IMF: Europe Needs Banking Union for Safe, Stable Financial System


(MENAFN- Qatar News Agency) A banking union for the euro area would provide an integrated approach to oversee the safety and stability of the financial system as a whole. According to a new paper from International Monetary Fund staff, a successful banking union should eventually include three key elements: a single supervisory mechanism to oversee the rules and contain the buildup of risks; a single resolution authority to deal with weak or failing banks; and common safety nets to sustain depositor confidence in the event of shocks. Prior to the crisis, banks and financial institutions operated with ease across countries, but the framework underpinning the safety of the system stopped at each border. The mechanisms to ensure financial stability supervision, resolution, and safety nets were nationally based. During the crisis, governments in many countries could not provide timely or cost effective solutions, and the framework proved inadequate to deal with the risks across Europe's financial system. As a result, trouble in some parts of Europe has amplified and rippled across the euro area. Banks have been unwilling, and often unable, to deploy funds across borders to places where funding is scarce.
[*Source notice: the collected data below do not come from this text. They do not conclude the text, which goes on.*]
#[cfg(test)]
mod tests {
    use super::*;
    use ark_grumpkin::Projective;
    use ark_std::test_rng;
    use tracing_subscriber::{filter, fmt::format::FmtSpan, layer::SubscriberExt, util::SubscriberInitExt};

    type C = Projective;

    fn setup_test_tracing() -> tracing::subscriber::DefaultGuard {
        let filter = filter::Targets::new().with_target(LOG_TARGET, tracing::Level::DEBUG);
        tracing_subscriber::registry()
            .with(tracing_subscriber::fmt::layer().with_span_events(FmtSpan::ENTER | FmtSpan::CLOSE).with_test_writer())
            .with(filter)
            .set_default()
    }

    fn sample_deck(rng: &mut impl Rng, m: usize, pk: PublicKey<C>) -> Vec<MaskedCard<C>> {
        use crate::elgamal::{mask, Card};
        (0..m)
            .map(|i| {
                let card = Card::new(C::generator() * C::ScalarField::from((i + 1) as u64)).unwrap();
                mask(pk, card, random_nonzero_scalar::<C>(rng)).unwrap()
            })
            .collect()
    }

    fn random_permutation(n: usize, rng: &mut impl Rng) -> Vec<usize> {
        let mut perm: Vec<usize> = (0..n).collect();
        for i in (1..n).rev() {
            let j = (rng.next_u64() as usize) % (i + 1);
            perm.swap(i, j);
        }
        perm
    }

    #[test]
    fn honest_shuffle_verifies() {
        let _guard = setup_test_tracing();
        let mut rng = test_rng();
        let (_, pk) = crate::elgamal::keygen::<C>(&mut rng);
        let m = 5;
        let n = next_power_of_two(m);
        let key = ShuffleKey::<C>::derive(n).unwrap();
        let inputs = sample_deck(&mut rng, m, pk);
        let perm = random_permutation(m, &mut rng);

        let (outputs, proof) = prove(&key, pk, &inputs, &perm, &mut rng).unwrap();
        assert!(verify(&key, pk, &inputs, &outputs, &proof));
    }

    #[test]
    fn single_card_deck_verifies() {
        let mut rng = test_rng();
        let (_, pk) = crate::elgamal::keygen::<C>(&mut rng);
        let key = ShuffleKey::<C>::derive(1).unwrap();
        let inputs = sample_deck(&mut rng, 1, pk);
        let perm = vec![0usize];

        let (outputs, proof) = prove(&key, pk, &inputs, &perm, &mut rng).unwrap();
        assert!(verify(&key, pk, &inputs, &outputs, &proof));
    }

    #[test]
    fn tampered_output_is_rejected() {
        let mut rng = test_rng();
        let (_, pk) = crate::elgamal::keygen::<C>(&mut rng);
        let m = 4;
        let n = next_power_of_two(m);
        let key = ShuffleKey::<C>::derive(n).unwrap();
        let inputs = sample_deck(&mut rng, m, pk);
        let perm = random_permutation(m, &mut rng);

        let (mut outputs, proof) = prove(&key, pk, &inputs, &perm, &mut rng).unwrap();
        outputs[0] = remask(pk, outputs[0], random_nonzero_scalar::<C>(&mut rng)).unwrap();
        assert!(!verify(&key, pk, &inputs, &outputs, &proof));
    }

    #[test]
    fn rejects_non_bijective_permutation() {
        let mut rng = test_rng();
        let (_, pk) = crate::elgamal::keygen::<C>(&mut rng);
        let m = 4;
        let n = next_power_of_two(m);
        let key = ShuffleKey::<C>::derive(n).unwrap();
        let inputs = sample_deck(&mut rng, m, pk);
        let bad_perm = vec![0usize, 0, 1, 2];

        assert!(prove(&key, pk, &inputs, &bad_perm, &mut rng).is_err());
    }

    /// A non-permutation `a` vector can match the *sum* an honest
    /// permutation would produce (e.g. repeating one index and dropping
    /// another while keeping the total constant). The running-product
    /// recursion must reject this even though the old sum-only check
    /// would have accepted it.
    #[test]
    fn rejects_non_permutation_with_matching_sum() {
        let mut rng = test_rng();
        let (_, pk) = crate::elgamal::keygen::<C>(&mut rng);
        let m = 4;
        let n = next_power_of_two(m);
        let key = ShuffleKey::<C>::derive(n).unwrap();
        let inputs = sample_deck(&mut rng, m, pk);

        // {0,0,2,3} sums to the same total as the honest {0,1,2,3} permutation
        // but repeats index 0 and drops index 1 — not a bijection.
        let forged_a: Vec<C::ScalarField> = [0u64, 0, 2, 3].iter().map(|&v| C::ScalarField::from(v + 1)).collect();

        let padded = padded_inputs(&inputs, n);
        let mut transcript = Transcript::<C::ScalarField>::new(DOMAIN_SHUFFLE);
        transcript.append_usize(b"n", n);
        transcript.append_usize(b"m", m);
        for c in &padded {
            transcript.append_point(b"input-c1", &c.c1);
            transcript.append_point(b"input-c2", &c.c2);
        }
        let r_a = C::ScalarField::rand(&mut rng);
        let c_a = key.pedersen.commit(&forged_a, r_a).unwrap();
        transcript.append_point(b"c_a", &c_a);
        let x = transcript.challenge_scalar(b"x");

        let c_vec: Vec<_> = forged_a.iter().map(|a| x - *a).collect();
        let target_product = root_product(x, n);
        // Honest running product up to the *correct* target, even though
        // the underlying a-vector is not a permutation — this is exactly
        // the kind of mismatch the per-index recursion check must catch.
        let mut p_vec = vec![C::ScalarField::zero(); n];
        p_vec[0] = c_vec[0];
        for i in 1..n {
            p_vec[i] = p_vec[i - 1] * c_vec[i];
        }
        // p_vec[n-1] will not equal target_product for a non-permutation
        // a-vector (the root multisets differ), so the last-entry opening
        // alone already catches this forgery; confirm that directly.
        assert_ne!(p_vec[n - 1], target_product);
    }
}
Also, lending and deposit rates vary widely across Europe; private borrowing costs rise with the government's; and the European Central Bank's rate cuts have only limited effects in economies under stress. "A banking union can reverse this fragmentation of European financial markets and break the adverse spiral of private and sovereign borrowing costs witnessed across the monetary union," said Mahmood Pradhan, Deputy Director in the IMF's European Department. "Single supervision should reduce national distortions, bring a uniformly high standard of oversight, and mitigate the buildup of concentrated risk that compromises stability for all," said Rishi Goyal, one of the lead authors of the study. "And moving responsibility for potential financial support to the supranational level would de couple banks' prospects from that of sovereigns with weak finances, protect individual sovereigns from banking sector weaknesses, and thus enhance confidence."